気がつくと、僕の腕は包帯でぐるぐる巻きにされていて反対の手の倍の太さになっていた。



「ありがとう」



本当は文句が言いたい所だけど
人に手当てしてもらって文句言うなんて失礼だから言わない。



「あぁ…そうだ。キミに報告しなきゃね…今日の事」
「え…」
「何?キミが命令したんじゃない」



そう言うと、あぁ…と言って自分が言った事を思い出したらしい。



「え…っと、ヒバリさん、それで…今日は…」
「全員死亡。
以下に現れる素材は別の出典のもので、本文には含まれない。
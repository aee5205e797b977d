//! End-to-end checks against a real PostgreSQL instance, driven by the canned
//! fixture data. Each test resets the schema, so they serialize on one gate.
//!
//! Set `TEST_DATABASE_URL` to run these; without it every test skips itself.

use std::sync::LazyLock;
use tokio::sync::{Mutex, MutexGuard};

use trellis::config::Config;
use trellis::error::AppError;
use trellis::models::account::Account;
use trellis::schema;
use trellis::services::feed::{self, FeedOptions};
use trellis::services::post as post_service;
use trellis::services::session;
use trellis::sql::Sql;
use trellis::state::AppState;

const ABE: i32 = 2750;
const BEF: i32 = 3055;
const DEB: i32 = 3563;
const FAE: i32 = 4014;

static DB_GATE: LazyLock<Mutex<()>> = LazyLock::new(|| Mutex::new(()));

fn test_state() -> Option<AppState> {
    let database_url = std::env::var("TEST_DATABASE_URL").ok()?;
    let config = Config {
        database_url,
        port: 0,
        session_ttl_secs: 3600,
    };
    Some(AppState::new(&config).expect("pool construction"))
}

async fn with_fixture() -> Option<(AppState, MutexGuard<'static, ()>)> {
    let state = test_state()?;
    let gate = DB_GATE.lock().await;
    schema::reset_schema_with_fixture_data(&state.db)
        .await
        .expect("fixture reset");
    Some((state, gate))
}

/// Binds a session nonce to an account and resolves it, the way the
/// (out-of-scope) login handler would.
async fn login(state: &AppState, aid: i32) -> Account {
    let nonce = format!("{:032x}", aid as u128);
    let client = state.db.get().await.unwrap();
    Sql::lit("INSERT INTO sessions (session_nonce, aid) VALUES (")
        .bind(nonce.clone())
        .push(", ")
        .bind(aid)
        .push(") ON CONFLICT (session_nonce) DO UPDATE SET aid = EXCLUDED.aid, created = NOW()")
        .execute(&client)
        .await
        .unwrap();
    session::resolve_session(state, &nonce)
        .await
        .unwrap()
        .expect("resolved account")
}

async fn visible_pids(state: &AppState, viewer: Option<&Account>, opts: FeedOptions) -> Vec<i32> {
    feed::get_visible_posts(state, viewer, opts)
        .await
        .unwrap()
        .iter()
        .map(|entry| entry.pid)
        .collect()
}

async fn count(state: &AppState, table: &str) -> i64 {
    let client = state.db.get().await.unwrap();
    let rows = Sql::lit("SELECT count(*) AS n FROM \"")
        .append(Sql::ident(table).unwrap())
        .push("\"")
        .query(&client)
        .await
        .unwrap();
    rows[0].get("n")
}

#[tokio::test]
async fn anonymous_viewer_sees_only_public_posts() {
    let Some((state, _gate)) = with_fixture().await else {
        eprintln!("skipping: TEST_DATABASE_URL not set");
        return;
    };

    let pids = visible_pids(&state, None, FeedOptions::default()).await;
    assert_eq!(pids, vec![1, 2, 3, 5, 6]);
}

#[tokio::test]
async fn visibility_follows_the_unilateral_edge() {
    let Some((state, _gate)) = with_fixture().await else {
        eprintln!("skipping: TEST_DATABASE_URL not set");
        return;
    };

    // Deb follows Bef, so she sees Bef's private post 7 on top of her own
    // private post 4 and the public posts.
    let deb = login(&state, DEB).await;
    assert_eq!(deb.friends(&state.db).await.unwrap(), &[BEF][..]);
    let pids = visible_pids(&state, Some(&deb), FeedOptions::default()).await;
    assert_eq!(pids, vec![1, 2, 3, 4, 5, 6, 7]);

    // Bef follows Abe but Abe gets nothing from that edge: Abe still cannot
    // see Bef's private posts, because only Abe's own outgoing edges count.
    let abe = login(&state, ABE).await;
    let pids = visible_pids(&state, Some(&abe), FeedOptions::default()).await;
    assert_eq!(pids, vec![1, 2, 3, 5, 6]);

    // Fae follows only Abe; her own posts are already public.
    let fae = login(&state, FAE).await;
    assert_eq!(fae.friends(&state.db).await.unwrap(), &[ABE][..]);
    let pids = visible_pids(&state, Some(&fae), FeedOptions::default()).await;
    assert_eq!(pids, vec![1, 2, 3, 5, 6]);
}

#[tokio::test]
async fn pagination_windows_the_ordered_feed() {
    let Some((state, _gate)) = with_fixture().await else {
        eprintln!("skipping: TEST_DATABASE_URL not set");
        return;
    };

    // Deb sees all seven fixture posts; the window skips rank 0 and takes
    // ranks 1 and 2 of the created-ascending order.
    let deb = login(&state, DEB).await;
    let pids = visible_pids(
        &state,
        Some(&deb),
        FeedOptions {
            limit: Some(2),
            offset: Some(1),
        },
    )
    .await;
    assert_eq!(pids, vec![2, 3]);
}

#[tokio::test]
async fn expired_sessions_resolve_like_brand_new_ones() {
    let Some((state, _gate)) = with_fixture().await else {
        eprintln!("skipping: TEST_DATABASE_URL not set");
        return;
    };

    let abe = login(&state, ABE).await;
    assert_eq!(abe.id, ABE);
    let nonce = format!("{:032x}", ABE as u128);

    // Age the session past the TTL behind the resolver's back.
    let client = state.db.get().await.unwrap();
    Sql::lit("UPDATE sessions SET created = NOW() - interval '2 hours' WHERE session_nonce = ")
        .bind(nonce.clone())
        .execute(&client)
        .await
        .unwrap();
    drop(client);

    // The old account association is gone, now and on every later resolve.
    assert!(session::resolve_session(&state, &nonce).await.unwrap().is_none());
    assert!(session::resolve_session(&state, &nonce).await.unwrap().is_none());

    let client = state.db.get().await.unwrap();
    let rows = Sql::lit("SELECT aid FROM sessions WHERE session_nonce = ")
        .bind(nonce)
        .query(&client)
        .await
        .unwrap();
    assert_eq!(rows.len(), 1);
    assert_eq!(rows[0].get::<_, Option<i32>>("aid"), None);
}

#[tokio::test]
async fn null_authors_author_nothing() {
    let Some((state, _gate)) = with_fixture().await else {
        eprintln!("skipping: TEST_DATABASE_URL not set");
        return;
    };

    let client = state.db.get().await.unwrap();
    Sql::lit(
        "INSERT INTO posts (author, public, body_html, created) VALUES \
         (NULL, false, 'ghost', '2018-10-12 12:00:08+00'), \
         (NULL, true, 'ghost-pub', '2018-10-12 12:00:09+00')",
    )
    .execute(&client)
    .await
    .unwrap();
    drop(client);

    let deb = login(&state, DEB).await;
    let pids = visible_pids(&state, Some(&deb), FeedOptions::default()).await;
    assert!(pids.contains(&9));
    assert!(!pids.contains(&8));

    let pids = visible_pids(&state, None, FeedOptions::default()).await;
    assert!(pids.contains(&9));
    assert!(!pids.contains(&8));
}

#[tokio::test]
async fn hostile_bodies_are_sanitized_for_everyone() {
    let Some((state, _gate)) = with_fixture().await else {
        eprintln!("skipping: TEST_DATABASE_URL not set");
        return;
    };

    let entries = feed::get_visible_posts(&state, None, FeedOptions::default())
        .await
        .unwrap();
    assert!(!entries.is_empty());
    for entry in &entries {
        assert!(!entry.body.contains("<script"), "unsanitized body: {}", entry.body);
        if let Some(name) = &entry.author_name {
            assert!(!name.contains("<script"), "unsanitized name: {}", name);
        }
    }
}

#[tokio::test]
async fn friends_fetch_is_memoized_and_single_flight() {
    let Some((state, _gate)) = with_fixture().await else {
        eprintln!("skipping: TEST_DATABASE_URL not set");
        return;
    };

    let bef = login(&state, BEF).await;
    let (a, b) = tokio::join!(bef.friends(&state.db), bef.friends(&state.db));
    let (a, b) = (a.unwrap(), b.unwrap());
    assert_eq!(a, b);

    let mut sorted = a.to_vec();
    sorted.sort_unstable();
    assert_eq!(sorted, vec![ABE, DEB, FAE]);

    // A later read observes the same committed result.
    assert_eq!(bef.friends(&state.db).await.unwrap(), a);
}

#[tokio::test]
async fn submitted_posts_carry_their_images_in_order() {
    let Some((state, _gate)) = with_fixture().await else {
        eprintln!("skipping: TEST_DATABASE_URL not set");
        return;
    };

    let abe = login(&state, ABE).await;
    let pid = post_service::submit_post(
        &state,
        Some(&abe),
        true,
        "look at this",
        &[
            "/user-uploads/first.png".to_string(),
            "/user-uploads/../../../shadow.png".to_string(),
        ],
    )
    .await
    .unwrap();

    let entries = feed::get_visible_posts(
        &state,
        None,
        FeedOptions {
            limit: Some(20),
            offset: None,
        },
    )
    .await
    .unwrap();
    let entry = entries.iter().find(|e| e.pid == pid).expect("new post in feed");
    assert_eq!(entry.images, vec!["/user-uploads/first.png", "/shadow.png"]);
}

#[tokio::test]
async fn anonymous_private_posts_are_rejected() {
    let Some((state, _gate)) = with_fixture().await else {
        eprintln!("skipping: TEST_DATABASE_URL not set");
        return;
    };

    let err = post_service::submit_post(&state, None, false, "psst", &[])
        .await
        .unwrap_err();
    assert!(matches!(err, AppError::Validation(_)));
}

#[tokio::test]
async fn schema_round_trip_lands_in_the_fixture_state() {
    let Some(state) = test_state() else {
        eprintln!("skipping: TEST_DATABASE_URL not set");
        return;
    };
    let _gate = DB_GATE.lock().await;

    schema::create_schema(&state.db).await.unwrap();
    // Idempotent over an existing schema.
    schema::create_schema(&state.db).await.unwrap();
    schema::reset_schema(&state.db).await.unwrap();
    assert_eq!(count(&state, "accounts").await, 0);

    schema::reset_schema_with_fixture_data(&state.db).await.unwrap();
    assert_eq!(count(&state, "accounts").await, 4);
    assert_eq!(count(&state, "personal_info").await, 4);
    assert_eq!(count(&state, "posts").await, 7);
    assert_eq!(count(&state, "friendships").await, 7);
    assert_eq!(count(&state, "sessions").await, 0);
    assert_eq!(count(&state, "post_resources").await, 0);
}
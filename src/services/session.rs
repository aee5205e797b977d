use chrono::{DateTime, Utc};

use crate::capability::{Key, Sealed};
use crate::error::{AppError, Result};
use crate::handlers::account as account_page;
use crate::models::account::{Account, AccountId};
use crate::render;
use crate::repositories::session as session_repo;
use crate::state::AppState;

fn column<T>(row: &tokio_postgres::Row, name: &'static str) -> Result<T>
where
    T: for<'a> tokio_postgres::types::FromSql<'a>,
{
    row.try_get(name)
        .map_err(|_| AppError::UnexpectedShape(name.to_string()))
}

/// Resolves a session nonce to the account behind it, if any.
///
/// On one pooled connection: purge the row if it outlived the TTL, then
/// insert-or-refresh it, then read identity, display fields, and PII in one
/// join. A nonce nobody has logged in with (or whose session just expired)
/// resolves to `Ok(None)` — the anonymous viewer, never an error.
///
/// PII comes back sealed to the account page's capability; the friend list is
/// left unfetched until someone reads it.
pub async fn resolve_session(state: &AppState, nonce: &str) -> Result<Option<Account>> {
    let client = state.db.get().await?;

    session_repo::purge_if_stale(&client, nonce, state.config.session_ttl_secs).await?;
    session_repo::upsert(&client, nonce).await?;

    // The upsert guarantees the row exists; a missing row is a shape bug.
    let row = session_repo::lookup(&client, nonce)
        .await?
        .ok_or_else(|| AppError::UnexpectedShape("sessions.session_nonce".to_string()))?;

    let aid: Option<AccountId> = column(&row, "aid")?;
    let Some(aid) = aid else {
        return Ok(None);
    };

    let display_name: Option<String> = column(&row, "display_name")?;
    let display_name_html: Option<String> = column(&row, "display_name_html")?;
    let public_url: Option<String> = column(&row, "public_url")?;
    let created: Option<DateTime<Utc>> = column(&row, "account_created")?;
    let real_name: Option<String> = column(&row, "real_name")?;
    let email: Option<String> = column(&row, "email")?;

    let created = created.ok_or_else(|| AppError::UnexpectedShape("account_created".to_string()))?;

    let shown_name = render::display_name(
        state.markup.as_ref(),
        display_name.as_deref(),
        display_name_html.as_deref(),
    )
    .unwrap_or_else(|| "Anonymous".to_string());

    Ok(Some(Account::new(
        aid,
        shown_name,
        public_url,
        created,
        Sealed::seal(real_name, Key::only(account_page::render_key())),
        Sealed::seal(email, Key::only(account_page::render_key())),
    )))
}
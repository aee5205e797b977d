use std::fmt;
use std::sync::Arc;

/// An unforgeable capability token.
///
/// A `Key` is authorized by what it *is*, not by what it contains: its identity
/// is the allocation behind the handle, so two separately minted keys are never
/// interchangeable even though they are structurally identical. Cloning a `Key`
/// shares the identity, which is exactly what handing out a capability means.
pub struct Key(Arc<KeyId>);

struct KeyId;

impl Key {
    /// Mints a fresh capability, distinct from every other key in the process.
    pub fn mint() -> Self {
        Key(Arc::new(KeyId))
    }

    /// Returns `true` if both handles refer to the same minted capability.
    pub fn same(a: &Key, b: &Key) -> bool {
        Arc::ptr_eq(&a.0, &b.0)
    }

    /// Returns a predicate that accepts exactly this capability and nothing else.
    pub fn only(key: &Key) -> impl Fn(&Key) -> bool + Send + Sync + 'static {
        let held = key.clone();
        move |candidate| Key::same(candidate, &held)
    }
}

impl Clone for Key {
    fn clone(&self) -> Self {
        Key(Arc::clone(&self.0))
    }
}

impl fmt::Debug for Key {
    fn fmt(&self, f: &mut fmt::Formatter<'_>) -> fmt::Result {
        f.write_str("Key(..)")
    }
}

/// A value hidden behind an authorization predicate.
///
/// The wrapped value travels freely through code that was never audited for
/// leak-safety (logging, serialization, templating); only a caller presenting a
/// `Key` the predicate accepts can read it back out. An unauthorized open is not
/// an error: it yields the caller's fallback, indistinguishable from "no data",
/// so error behavior cannot be used to probe whether a value exists.
pub struct Sealed<T> {
    value: T,
    may_open: Box<dyn Fn(&Key) -> bool + Send + Sync>,
}

impl<T> Sealed<T> {
    /// Seals `value` behind `may_open`.
    pub fn seal(value: T, may_open: impl Fn(&Key) -> bool + Send + Sync + 'static) -> Self {
        Self {
            value,
            may_open: Box::new(may_open),
        }
    }

    /// Opens the seal if the predicate accepts `key`.
    ///
    /// The predicate is re-evaluated on every call; authorization is never
    /// cached, so a predicate that consults revocable state stays honest.
    pub fn open(&self, key: &Key) -> Option<&T> {
        if (self.may_open)(key) {
            Some(&self.value)
        } else {
            None
        }
    }

    /// Opens the seal, returning `fallback` for any key the predicate rejects.
    pub fn open_or<'a>(&'a self, key: &Key, fallback: &'a T) -> &'a T {
        self.open(key).unwrap_or(fallback)
    }
}

impl<T> fmt::Debug for Sealed<T> {
    fn fmt(&self, f: &mut fmt::Formatter<'_>) -> fmt::Result {
        f.write_str("Sealed(..)")
    }
}
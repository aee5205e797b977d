use axum::{
    http::StatusCode,
    response::{IntoResponse, Response},
};
use thiserror::Error;

/// The application's error type.
#[derive(Error, Debug)]
pub enum AppError {
    /// A database error.
    #[error("Database error: {0}")]
    Database(#[from] tokio_postgres::Error),

    /// A connection pool checkout error.
    #[error("Pool error: {0}")]
    Pool(#[from] deadpool_postgres::PoolError),

    /// A connection pool construction error.
    #[error("Pool creation error: {0}")]
    CreatePool(#[from] deadpool_postgres::CreatePoolError),

    /// A result row did not have the shape the query promised.
    #[error("Unexpected row shape: missing or mistyped column '{0}'")]
    UnexpectedShape(String),

    /// A validation error.
    #[error("Validation error: {0}")]
    Validation(String),

    /// An internal server error.
    #[error("Internal server error: {0}")]
    Internal(String),
}

/// A `Result` type that uses `AppError` as the error type.
pub type Result<T> = std::result::Result<T, AppError>;

impl IntoResponse for AppError {
    fn into_response(self) -> Response {
        let (status, message) = match self {
            AppError::Database(ref e) => {
                tracing::error!("Database error: {}", e);
                (StatusCode::INTERNAL_SERVER_ERROR, "Database error".to_string())
            }

            AppError::Pool(ref e) => {
                tracing::error!("Pool error: {}", e);
                (StatusCode::INTERNAL_SERVER_ERROR, "Database error".to_string())
            }

            AppError::CreatePool(ref e) => {
                tracing::error!("Pool creation error: {}", e);
                (StatusCode::INTERNAL_SERVER_ERROR, "Database error".to_string())
            }

            AppError::UnexpectedShape(ref column) => {
                tracing::error!("Unexpected row shape: {}", column);
                (StatusCode::INTERNAL_SERVER_ERROR, "Internal server error".to_string())
            }

            AppError::Validation(ref msg) => {
                tracing::debug!("Validation error: {}", msg);
                (StatusCode::BAD_REQUEST, msg.clone())
            }

            AppError::Internal(ref msg) => {
                tracing::error!("Internal error: {}", msg);
                (StatusCode::INTERNAL_SERVER_ERROR, "Internal server error".to_string())
            }
        };

        let body = sonic_rs::to_string(&sonic_rs::json!({
            "error": message
        }))
        .unwrap_or_else(|_| r#"{"error":"Internal server error"}"#.to_string());

        (status, body).into_response()
    }
}
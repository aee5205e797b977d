use axum::{
    extract::State,
    http::StatusCode,
    response::{IntoResponse, Response},
    Extension, Json,
};
use serde::Deserialize;

use crate::error::{AppError, Result};
use crate::middleware_layer::session::CurrentAccount;
use crate::services::post as post_service;
use crate::state::AppState;

/// The request payload for creating a post.
#[derive(Deserialize)]
pub struct NewPostRequest {
    pub body: String,
    #[serde(default)]
    pub public: bool,
    #[serde(default)]
    pub images: Vec<String>,
}

/// Creates a new post with optional attached images.
#[axum::debug_handler]
pub async fn create_post(
    State(state): State<AppState>,
    Extension(current): Extension<CurrentAccount>,
    Json(req): Json<NewPostRequest>,
) -> Result<Response> {
    if req.body.is_empty() {
        return Err(AppError::Validation("Post body must not be empty".to_string()));
    }

    let pid = post_service::submit_post(
        &state,
        current.0.as_deref(),
        req.public,
        &req.body,
        &req.images,
    )
    .await?;

    let response = sonic_rs::to_string(&sonic_rs::json!({
        "pid": pid,
        "message": "Posted"
    }))
    .unwrap_or_else(|_| r#"{"message":"Posted"}"#.to_string());

    Ok((StatusCode::CREATED, response).into_response())
}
僕がそんなに甘くはないってことはわかるでしょう?」



ニヤリと笑った僕に、キミは引きつった顔をした。



「だって…」
「え…?ヒバリさん……?」



「キミを狙った相手だよ?…そんな相手を僕が殺さないとでも??」



「あははは…はは……」


なんだか知らないけど、本当の事を言ったらキミは苦笑した。



「ねぇ」
「なんですか?」


「最近、キミのせいでおかしいんだ」


「え…?」



そう言うと、キミは僕に引きつった顔をした。



…別に、殴ったりはしないのに。



「全部が終わった後、何故だか浮かんできたのはキミの顔だった」
「……」
「だから生きる力がほんの少しだけ残ってた奴に僕は隙を見せて、腕を切られてしまった」



手当てされた腕を見ながら、僕は呟いた。



「でも、キミの事を思うと…なぜかイライラしないんだ」
「ヒバリさん……」





「ボンゴレ10代目…ううん沢田綱吉」





あくまで優しい声で、僕はキミにこう言う。





「責任とってよ」






無茶難題って言うのは知ってる。


でも


僕はこう言わないとキミを縛れないから。





知ってるんだ。





未だにキミは僕を怖がってるって事を。



キミは僕じゃない他の人のモノだって事も。







戸惑ってるキミに無理やり口づけて押し倒して
嫌がれば、力でねじ伏せて





そんな愛し方でしか表現できない
キミに向けた僕の愛





一生、キミが僕のモノになれればいいのに……






■END■

誰か×ツナ←ヒバリな感じの10年後。

私の中の攻めの雲雀さんはこんな感じです。